Como parte desse grupo, ainda que eu esteja na minoria que faz oposição ao governo atual, posso dizer que esse estereótipo nada mais é que um estereótipo. Com exceção de uns poucos lunáticos que sonham em ser Rambos, aqueles que defendem o direito de estarmos minimamente equipados para enfrentar criminosos e governantes totalitários são gente comum que trabalha, estuda, passeia, vai à igreja, tem família, paga impostos, fica em quarentena e tudo mais que se faz em sociedade.
Sendo autor do livro mais vendido no Brasil sobre o tema do desarmamento, já recebi centenas de mensagens de leitores decepcionados com minha oposição a Bolsonaro. O conteúdo é sempre o mesmo, basicamente uma indignação por eu ser contra “o único presidente que realmente luta pelo direito de defesa do cidadão de bem”. Na verdade, a maioria delas é xingamento puro, mas as que contêm alguma crítica real vão sempre nessa direção. O que esses leitores não entenderam, e espero que comecem a entender depois deste texto, é que a posição do presidente sobre esse tema não passa de um teatrinho para agradar o eleitorado, como tudo mais que ele diz em público.
Bolsonaro se diz conservador, cristão e defensor da família de cima de uma história de três casamentos e intrigas familiares que incluem obrigar o filho caçula a concorrer com a própria mãe nas urnas.
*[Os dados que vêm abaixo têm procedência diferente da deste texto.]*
//! Statement lowering
//!
//! Control flow is label threading over the boolean expression mode: `if`
//! and `while` hand their condition a `(true, false)` label pair and place
//! the labels around the branches. `while` pushes its exit and test labels
//! on the break/continue stacks so `break;`/`continue;` are plain jumps.

use super::{Context, expr, lower_lambda};
use crate::ast::{Block, Expr, Stmt};
use crate::error::{CompileError, ErrorKind, Result};
use crate::tac::{Instr, Opcode};

pub fn lower_block(ctx: &mut Context, block: &Block, out: &mut Vec<Instr>) -> Result<()> {
    ctx.scopes.push();
    for stmt in &block.stmts {
        lower_stmt(ctx, stmt, out)?;
    }
    ctx.scopes.pop();
    Ok(())
}

fn lower_stmt(ctx: &mut Context, stmt: &Stmt, out: &mut Vec<Instr>) -> Result<()> {
    match stmt {
        Stmt::VarDecl { inits, declared } => {
            for init in inits {
                let value = expr::lower_value(ctx, &init.value, out)?;
                ctx.scopes
                    .declare(init.name.as_str(), declared.clone(), value);
            }
            Ok(())
        }
        Stmt::Assign { name, value, span } => {
            let target = ctx
                .scopes
                .lookup(name)
                .map(|s| s.temp.clone())
                .ok_or_else(|| {
                    CompileError::at(
                        ErrorKind::UndeclaredName,
                        format!("'{}' is not declared", name),
                        span.line,
                        span.col,
                    )
                })?;
            let value = expr::lower_value(ctx, value, out)?;
            out.push(Instr::new(Opcode::Copy, vec![value], Some(target)));
            Ok(())
        }
        Stmt::Eval(call) => {
            // Result, if any, is discarded; the type checker already warned.
            expr::lower_call(ctx, call, out)?;
            Ok(())
        }
        Stmt::If { cond, then, els } => lower_if(ctx, cond, then, els.as_ref(), out),
        Stmt::While { cond, body } => lower_while(ctx, cond, body, out),
        Stmt::Break(span) => {
            let target = ctx.break_point().cloned().ok_or_else(|| {
                CompileError::at(
                    ErrorKind::Codegen,
                    "'break' with no enclosing loop reached lowering",
                    span.line,
                    span.col,
                )
            })?;
            out.push(Instr::jmp(target));
            Ok(())
        }
        Stmt::Continue(span) => {
            let target = ctx.continue_point().cloned().ok_or_else(|| {
                CompileError::at(
                    ErrorKind::Codegen,
                    "'continue' with no enclosing loop reached lowering",
                    span.line,
                    span.col,
                )
            })?;
            out.push(Instr::jmp(target));
            Ok(())
        }
        Stmt::Return { value, .. } => lower_return(ctx, value.as_ref(), out),
        Stmt::Block(block) => lower_block(ctx, block, out),
        Stmt::Func(func) => lower_lambda(ctx, func, out),
    }
}

fn lower_if(
    ctx: &mut Context,
    cond: &Expr,
    then: &Block,
    els: Option<&Block>,
    out: &mut Vec<Instr>,
) -> Result<()> {
    let label_then = ctx.new_label();
    let label_end = ctx.new_label();

    match els {
        None => {
            expr::lower_bool(ctx, cond, label_then.clone(), label_end.clone(), out)?;
            out.push(Instr::label(label_then));
            lower_block(ctx, then, out)?;
            out.push(Instr::label(label_end));
        }
        Some(els) => {
            let label_else = ctx.new_label();
            expr::lower_bool(ctx, cond, label_then.clone(), label_else.clone(), out)?;
            out.push(Instr::label(label_then));
            lower_block(ctx, then, out)?;
            out.push(Instr::jmp(label_end.clone()));
            out.push(Instr::label(label_else));
            lower_block(ctx, els, out)?;
            out.push(Instr::label(label_end));
        }
    }
    Ok(())
}

fn lower_while(ctx: &mut Context, cond: &Expr, body: &Block, out: &mut Vec<Instr>) -> Result<()> {
    let label_start = ctx.new_label();
    let label_body = ctx.new_label();
    let label_end = ctx.new_label();

    ctx.push_break_point(label_end.clone());
    ctx.push_continue_point(label_start.clone());

    out.push(Instr::label(label_start.clone()));
    expr::lower_bool(ctx, cond, label_body.clone(), label_end.clone(), out)?;
    out.push(Instr::label(label_body));
    lower_block(ctx, body, out)?;
    out.push(Instr::jmp(label_start));
    out.push(Instr::label(label_end));

    ctx.pop_break_point();
    ctx.pop_continue_point();
    Ok(())
}

fn lower_return(ctx: &mut Context, value: Option<&Expr>, out: &mut Vec<Instr>) -> Result<()> {
    let Some(value) = value else {
        out.push(Instr::new(Opcode::Ret, vec![], None));
        return Ok(());
    };

    if value.ty().is_bool() {
        // Branch to a 1-arm or 0-arm and return from each; no join needed.
        let label_true = ctx.new_label();
        let label_false = ctx.new_label();
        expr::lower_bool(ctx, value, label_true.clone(), label_false.clone(), out)?;

        out.push(Instr::label(label_true));
        let t_true = ctx.new_temp();
        out.push(Instr::new(
            Opcode::Const,
            vec!["1".into()],
            Some(t_true.clone()),
        ));
        out.push(Instr::new(Opcode::Ret, vec![t_true], None));

        out.push(Instr::label(label_false));
        let t_false = ctx.new_temp();
        out.push(Instr::new(
            Opcode::Const,
            vec!["0".into()],
            Some(t_false.clone()),
        ));
        out.push(Instr::new(Opcode::Ret, vec![t_false], None));
    } else {
        let result = expr::lower_value(ctx, value, out)?;
        let t = ctx.new_temp();
        out.push(Instr::new(Opcode::Copy, vec![result], Some(t.clone())));
        out.push(Instr::new(Opcode::Ret, vec![t], None));
    }
    Ok(())
}

#[cfg(test)]
mod tests {
    use super::super::tests::lower;
    use crate::tac::{Instr, Opcode};

    fn render(instr: &[Instr]) -> String {
        instr
            .iter()
            .map(|i| i.to_string())
            .collect::<Vec<_>>()
            .join("\n")
    }

    #[test]
    fn test_if_else_threads_labels() {
        let (instr, ctx) = lower(
            "def main() { var x = 1 : int; if (x == 0) { print(1); } else { print(2); } }",
        );
        let (start, finish) = ctx.procs[0];
        let body = render(&instr[start..=finish]);
        // comparison branches on the subtraction's result
        assert!(body.contains("sub("));
        let sub_result = instr[start..=finish]
            .iter()
            .find(|i| i.opcode == Opcode::Sub)
            .and_then(|i| i.result.clone())
            .unwrap();
        let jz = instr[start..=finish]
            .iter()
            .find(|i| i.opcode == Opcode::Jz)
            .unwrap();
        assert_eq!(jz.args[0], sub_result);
    }

    #[test]
    fn test_while_break_jumps_to_end() {
        let (instr, ctx) = lower(
            "def main() { var i = 0 : int; while (true) { if (i == 3) { break; } i = i + 1; } print(i); }",
        );
        let (start, finish) = ctx.procs[0];
        let body = &instr[start..=finish];
        // The loop produces start/body/end labels; the break jump targets a
        // label that is defined after the back-edge jump to the start.
        let back_edge = body
            .iter()
            .rev()
            .find(|i| i.opcode == Opcode::Jmp && i.jmp_target().is_some())
            .unwrap();
        assert!(back_edge.jmp_target().unwrap().starts_with("%.L"));
    }

    #[test]
    fn test_short_circuit_and_skips_rhs() {
        let (instr, ctx) = lower(
            "def main() { var x = 0 : int; if (false && (1 / 0 > 0)) { x = 1; } print(x); }",
        );
        let (start, finish) = ctx.procs[0];
        let body = body_slice(&instr, start, finish);
        // The false literal lowers to an unconditional jump; the division is
        // still emitted (in the never-reached arm) but control cannot get
        // there: the first jump of the condition is unconditional.
        let first_jump = body.iter().find(|i| i.opcode.is_jump()).unwrap();
        assert_eq!(first_jump.opcode, Opcode::Jmp);
    }

    fn body_slice(instr: &[Instr], start: usize, finish: usize) -> &[Instr] {
        &instr[start..=finish]
    }

    #[test]
    fn test_assign_copies_into_variable_cell() {
        let (instr, ctx) = lower("def main() { var x = 5 : int; x = 7; print(x); }");
        let (start, finish) = ctx.procs[0];
        let body = &instr[start..=finish];
        let cell = body
            .iter()
            .find(|i| i.opcode == Opcode::Const && i.args == vec!["5"])
            .and_then(|i| i.result.clone())
            .unwrap();
        // the assignment redefines the same cell
        let assign = body
            .iter()
            .find(|i| i.opcode == Opcode::Copy && i.result.as_deref() == Some(cell.as_str()))
            .expect("assignment copy not found");
        assert_eq!(assign.args.len(), 1);
    }

    #[test]
    fn test_bool_return_has_two_arms() {
        let (instr, ctx) = lower(
            "def flag(x : int) : bool { return x == 0; } def main() { print(flag(3)); }",
        );
        let flag_range = ctx.procs[0];
        let body = &instr[flag_range.0..=flag_range.1];
        let rets: Vec<_> = body.iter().filter(|i| i.opcode == Opcode::Ret).collect();
        assert_eq!(rets.len(), 2);
        assert!(rets.iter().all(|r| !r.args.is_empty()));
    }

    #[test]
    fn test_print_bool_resolves_runtime_symbol() {
        let (instr, _) = lower("def main() { print(true); }");
        assert!(
            instr
                .iter()
                .any(|i| i.opcode == Opcode::Const && i.args == vec!["__bx_print_bool"])
        );
    }

    #[test]
    fn test_print_int_resolves_runtime_symbol() {
        let (instr, _) = lower("def main() { print(42); }");
        assert!(
            instr
                .iter()
                .any(|i| i.opcode == Opcode::Const && i.args == vec!["__bx_print_int"])
        );
    }

    #[test]
    fn test_call_params_reversed_with_static_link_last() {
        let (instr, ctx) = lower(
            "def add(a, b : int) : int { return a + b; } def main() { print(add(1, 2)); }",
        );
        let main_range = ctx.procs[1];
        let body = &instr[main_range.0..=main_range.1];
        let call_pos = body
            .iter()
            .position(|i| {
                i.opcode == Opcode::Call && i.result.is_some() // the add call binds a result
            })
            .unwrap();
        let call = &body[call_pos];
        // two value slots + static link
        assert_eq!(call.args[1], "3");
        // param marks directly before the call, reversed: 3, 2, 1
        let marks: Vec<_> = body[call_pos - 3..call_pos]
            .iter()
            .map(|i| {
                assert_eq!(i.opcode, Opcode::Param);
                i.result.clone().unwrap()
            })
            .collect();
        assert_eq!(marks, vec!["3", "2", "1"]);
    }

    #[test]
    fn test_top_level_callee_gets_zero_static_link() {
        let (instr, ctx) = lower("def f() { } def main() { f(); }");
        let main_range = ctx.procs[1];
        let body = &instr[main_range.0..=main_range.1];
        // const(f) for the code pointer and const(0) for the static link
        assert!(
            body.iter()
                .any(|i| i.opcode == Opcode::Const && i.args == vec!["f"])
        );
        assert!(
            body.iter()
                .any(|i| i.opcode == Opcode::Const && i.args == vec!["0"])
        );
    }

    #[test]
    fn test_function_argument_passes_two_slots() {
        let (instr, ctx) = lower(
            "def apply(f : function(int) -> int, v : int) : int { return f(v); }
             def double(x : int) : int { return x + x; }
             def main() { print(apply(double, 5)); }",
        );
        let main_range = ctx.procs[2];
        let body = &instr[main_range.0..=main_range.1];
        let call = body
            .iter()
            .find(|i| i.opcode == Opcode::Call && i.result.is_some())
            .unwrap();
        // double's (code ptr, static link) + 5 + apply's static link
        assert_eq!(call.args[1], "4");
    }

    #[test]
    fn test_lambda_call_uses_captured_pair() {
        let (instr, ctx) = lower(
            "def main() { var a = 1 : int; def add(x : int) : int { return x + a; } print(add(5)); }",
        );
        let main_range = ctx.procs[0];
        let body = &instr[main_range.0..=main_range.1];
        // the code pointer const and the get_fp both feed copies at the call
        let get_fp = body
            .iter()
            .find(|i| i.opcode == Opcode::GetFp)
            .and_then(|i| i.result.clone())
            .unwrap();
        assert!(
            body.iter()
                .any(|i| i.opcode == Opcode::Copy && i.args == vec![get_fp.clone()]),
            "call site must copy the captured static link"
        );
    }
}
Da mesma forma, se diz defensor do armamento de civis obedientes à lei de cima de uma história de relacionamentos com gente bandida, de condecorações a milicianos comprovadamente criminosos. Isso é o que sabíamos até a semana passada. Com a indicação de Kassio Marques para o Supremo Tribunal Federal, Bolsonaro deixa muito claro que seu posicionamento pró-armas não passa de discurso vazio. Explicarei o porquê.
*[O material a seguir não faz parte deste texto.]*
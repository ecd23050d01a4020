//! Three-address code, the compiler's single intermediate representation
//!
//! Instructions are `(opcode, args, result)` triples whose operands are
//! textual handles. The one-character prefix identifies the operand class:
//!
//! - `%<digits>`  ordinary temporary, uniquely numbered
//! - `%p<digits>` parameter temporary, numbered per procedure from 0
//! - `%.L<digits>` label
//! - `@<name>`    global variable
//! - `#<digits>`  global-function handle (a top-level procedure used as a
//!   value)
//!
//! Prefixes are preserved by every transformation; the optimizer never
//! renames an operand into a different class.

use crate::ast::BinOp;
use serde::ser::{SerializeSeq, SerializeStruct};
use serde_json::{Value, json};

/// A textual operand handle.
pub type Temp = String;

pub fn is_label(temp: &str) -> bool {
    temp.starts_with("%.")
}

pub fn is_param(temp: &str) -> bool {
    temp.starts_with("%p")
}

/// An ordinary `%<digits>` temporary: `%` prefix, not a label, not a param.
pub fn is_ordinary(temp: &str) -> bool {
    temp.starts_with('%') && !is_label(temp) && !is_param(temp)
}

pub fn is_global(temp: &str) -> bool {
    temp.starts_with('@')
}

pub fn is_global_function(temp: &str) -> bool {
    temp.starts_with('#')
}

/// The closed opcode vocabulary.
#[derive(Debug, Clone, Copy, PartialEq, Eq, Hash)]
pub enum Opcode {
    Label,
    Const,
    Copy,
    Add,
    Sub,
    And,
    Or,
    Xor,
    Mul,
    Div,
    Mod,
    Shl,
    Shr,
    Neg,
    Not,
    Jmp,
    Jz,
    Jnz,
    Jl,
    Jle,
    Jg,
    Jge,
    Param,
    Call,
    Ret,
    Proc,
    GetFp,
}

impl Opcode {
    pub fn as_str(self) -> &'static str {
        match self {
            Opcode::Label => "label",
            Opcode::Const => "const",
            Opcode::Copy => "copy",
            Opcode::Add => "add",
            Opcode::Sub => "sub",
            Opcode::And => "and",
            Opcode::Or => "or",
            Opcode::Xor => "xor",
            Opcode::Mul => "mul",
            Opcode::Div => "div",
            Opcode::Mod => "mod",
            Opcode::Shl => "shl",
            Opcode::Shr => "shr",
            Opcode::Neg => "neg",
            Opcode::Not => "not",
            Opcode::Jmp => "jmp",
            Opcode::Jz => "jz",
            Opcode::Jnz => "jnz",
            Opcode::Jl => "jl",
            Opcode::Jle => "jle",
            Opcode::Jg => "jg",
            Opcode::Jge => "jge",
            Opcode::Param => "param",
            Opcode::Call => "call",
            Opcode::Ret => "ret",
            Opcode::Proc => "proc",
            Opcode::GetFp => "get_fp",
        }
    }

    /// Conditional jumps: compare the operand with 0 and branch.
    pub fn is_cond_jump(self) -> bool {
        matches!(
            self,
            Opcode::Jz | Opcode::Jnz | Opcode::Jl | Opcode::Jle | Opcode::Jg | Opcode::Jge
        )
    }

    pub fn is_jump(self) -> bool {
        self == Opcode::Jmp || self.is_cond_jump()
    }

    /// Condition code for a comparison operator: the branch taken when
    /// `lhs - rhs` satisfies the comparison.
    pub fn cond_for(op: BinOp) -> Option<Opcode> {
        let opcode = match op {
            BinOp::Eq => Opcode::Jz,
            BinOp::Ne => Opcode::Jnz,
            BinOp::Lt => Opcode::Jl,
            BinOp::Le => Opcode::Jle,
            BinOp::Gt => Opcode::Jg,
            BinOp::Ge => Opcode::Jge,
            _ => return None,
        };
        Some(opcode)
    }

    /// ALU opcode for an arithmetic/bitwise operator.
    pub fn alu_for(op: BinOp) -> Option<Opcode> {
        let opcode = match op {
            BinOp::Add => Opcode::Add,
            BinOp::Sub => Opcode::Sub,
            BinOp::Mul => Opcode::Mul,
            BinOp::Div => Opcode::Div,
            BinOp::Rem => Opcode::Mod,
            BinOp::BitAnd => Opcode::And,
            BinOp::BitOr => Opcode::Or,
            BinOp::BitXor => Opcode::Xor,
            BinOp::Shl => Opcode::Shl,
            BinOp::Shr => Opcode::Shr,
            _ => return None,
        };
        Some(opcode)
    }
}

impl std::fmt::Display for Opcode {
    fn fmt(&self, f: &mut std::fmt::Formatter<'_>) -> std::fmt::Result {
        f.write_str(self.as_str())
    }
}

/// One TAC instruction.
#[derive(Debug, Clone, PartialEq, Eq)]
pub struct Instr {
    pub opcode: Opcode,
    pub args: Vec<Temp>,
    pub result: Option<Temp>,
}

impl Instr {
    pub fn new(opcode: Opcode, args: Vec<Temp>, result: Option<Temp>) -> Self {
        Instr {
            opcode,
            args,
            result,
        }
    }

    pub fn label(label: impl Into<Temp>) -> Self {
        Instr::new(Opcode::Label, vec![label.into()], None)
    }

    pub fn jmp(target: impl Into<Temp>) -> Self {
        Instr::new(Opcode::Jmp, vec![], Some(target.into()))
    }

    /// Target of a `jmp`, accepted in either the argument or result slot.
    pub fn jmp_target(&self) -> Option<&Temp> {
        if self.opcode != Opcode::Jmp {
            return None;
        }
        self.result.as_ref().or_else(|| self.args.first())
    }

    pub fn set_jmp_target(&mut self, target: Temp) {
        debug_assert_eq!(self.opcode, Opcode::Jmp);
        if self.result.is_some() {
            self.result = Some(target);
        } else if !self.args.is_empty() {
            self.args[0] = target;
        } else {
            self.result = Some(target);
        }
    }

    /// Branch target of this instruction, if it is any kind of jump.
    pub fn branch_target(&self) -> Option<&Temp> {
        if self.opcode.is_cond_jump() {
            self.result.as_ref()
        } else {
            self.jmp_target()
        }
    }

    /// Retarget a jump, conditional or not.
    pub fn set_branch_target(&mut self, target: Temp) {
        if self.opcode.is_cond_jump() {
            self.result = Some(target);
        } else {
            self.set_jmp_target(target);
        }
    }

    /// JSON form: `{"opcode": ..., "args": [...], "result": ... | null}`
    /// with integer literal args as JSON numbers.
    pub fn to_json(&self) -> Value {
        json!(self)
    }
}

impl serde::Serialize for Instr {
    fn serialize<S>(&self, serializer: S) -> std::result::Result<S::Ok, S::Error>
    where
        S: serde::Serializer,
    {
        // Args are heterogeneous on the wire: anything that parses as a
        // 64-bit integer dumps as a number, the rest as strings.
        struct Args<'a>(&'a [Temp]);

        impl serde::Serialize for Args<'_> {
            fn serialize<S>(&self, serializer: S) -> std::result::Result<S::Ok, S::Error>
            where
                S: serde::Serializer,
            {
                let mut seq = serializer.serialize_seq(Some(self.0.len()))?;
                for arg in self.0 {
                    match arg.parse::<i64>() {
                        Ok(n) => seq.serialize_element(&n)?,
                        Err(_) => seq.serialize_element(arg)?,
                    }
                }
                seq.end()
            }
        }

        let mut state = serializer.serialize_struct("Instr", 3)?;
        state.serialize_field("opcode", self.opcode.as_str())?;
        state.serialize_field("args", &Args(&self.args))?;
        state.serialize_field("result", &self.result)?;
        state.end()
    }
}

impl std::fmt::Display for Instr {
    fn fmt(&self, f: &mut std::fmt::Formatter<'_>) -> std::fmt::Result {
        write!(f, "{}({})", self.opcode, self.args.join(", "))?;
        if let Some(result) = &self.result {
            write!(f, " -> {}", result)?;
        }
        Ok(())
    }
}

#[cfg(test)]
mod tests {
    use super::*;

    #[test]
    fn test_temp_classes_are_disjoint() {
        assert!(is_ordinary("%7"));
        assert!(!is_ordinary("%p0"));
        assert!(!is_ordinary("%.L3"));
        assert!(is_param("%p0"));
        assert!(is_label("%.L3"));
        assert!(is_global("@counter"));
        assert!(is_global_function("#2"));
    }

    #[test]
    fn test_jmp_target_in_either_slot() {
        let by_result = Instr::jmp("%.L1");
        assert_eq!(by_result.jmp_target().map(String::as_str), Some("%.L1"));

        let by_arg = Instr::new(Opcode::Jmp, vec!["%.L2".into()], None);
        assert_eq!(by_arg.jmp_target().map(String::as_str), Some("%.L2"));
    }

    #[test]
    fn test_branch_target_for_cond_jump() {
        let instr = Instr::new(Opcode::Jz, vec!["%3".into()], Some("%.L5".into()));
        assert_eq!(instr.branch_target().map(String::as_str), Some("%.L5"));
    }

    #[test]
    fn test_json_numeric_args() {
        let instr = Instr::new(Opcode::Const, vec!["42".into()], Some("%0".into()));
        let value = instr.to_json();
        assert_eq!(value["opcode"], "const");
        assert_eq!(value["args"][0], 42);
        assert_eq!(value["result"], "%0");
    }

    #[test]
    fn test_json_negative_literal_is_number() {
        let instr = Instr::new(Opcode::Const, vec!["-5".into()], Some("%0".into()));
        assert_eq!(instr.to_json()["args"][0], -5);
    }

    #[test]
    fn test_json_null_result() {
        let instr = Instr::new(Opcode::Ret, vec![], None);
        assert!(instr.to_json()["result"].is_null());
    }

    #[test]
    fn test_json_symbolic_arg_stays_string() {
        let instr = Instr::new(Opcode::Copy, vec!["%1".into()], Some("%2".into()));
        assert_eq!(instr.to_json()["args"][0], "%1");
    }

    #[test]
    fn test_cond_for_covers_all_comparisons() {
        assert_eq!(Opcode::cond_for(BinOp::Eq), Some(Opcode::Jz));
        assert_eq!(Opcode::cond_for(BinOp::Ne), Some(Opcode::Jnz));
        assert_eq!(Opcode::cond_for(BinOp::Lt), Some(Opcode::Jl));
        assert_eq!(Opcode::cond_for(BinOp::Le), Some(Opcode::Jle));
        assert_eq!(Opcode::cond_for(BinOp::Gt), Some(Opcode::Jg));
        assert_eq!(Opcode::cond_for(BinOp::Ge), Some(Opcode::Jge));
        assert_eq!(Opcode::cond_for(BinOp::Add), None);
    }
}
A posição do presidente sobre esse tema não passa de um teatrinho para agradar o eleitorado, como tudo mais que ele diz em público
Para que um cidadão tenha o direito real de se defender de criminosos que atentem contra sua vida ou contra sua família, é necessária a existência de um conjunto específico de condições. Esse conjunto é composto de um núcleo mínimo e de um entorno opcional, por assim dizer. O núcleo mínimo tem cinco condições sine qua non para que seja estabelecido, de fato, o direito de defesa a um cidadão: direito à posse de arma de fogo, direito ao porte de arma de fogo, regramento policial que sustente esses dois direitos, regramento judicial que sustente esses dois direitos e oferta de defesa advocatícia em valor factível à maioria da população. Vejamos cada um deles em detalhes.
Direito à posse de arma: o único ponto em que Jair Bolsonaro concretizou alguma mudança em relação às regras existentes antes de seu governo, o direito à posse de armas é o passo inicial de uma caminhada longa e difícil em direção ao pleno direito de defesa. Por ser a mais tangível de todas as condições e também a única em que havia espaço de manobra sem a necessidade de aprovação do Legislativo, foi a abordada pelo presidente. Logo em seu primeiro mês de governo, ele assinou um decreto mudando a regulamentação da compra de armas de fogo, retirando uma excrescência que vigorava até então, a discricionariedade na concessão da licença para compra. Até então, se um burocrata qualquer achasse que determinada pessoa não tinha razão para ter uma arma de fogo em casa, ele poderia negar a licença de compra. Com as mudanças, a discricionariedade acabou e os critérios de concessão passaram a ser todos objetivos, sem margem para interpretações. Bolsonaro alterou também alguns pontos menores como calibres permitidos, quantidade de munição permitida, validade da licença etc.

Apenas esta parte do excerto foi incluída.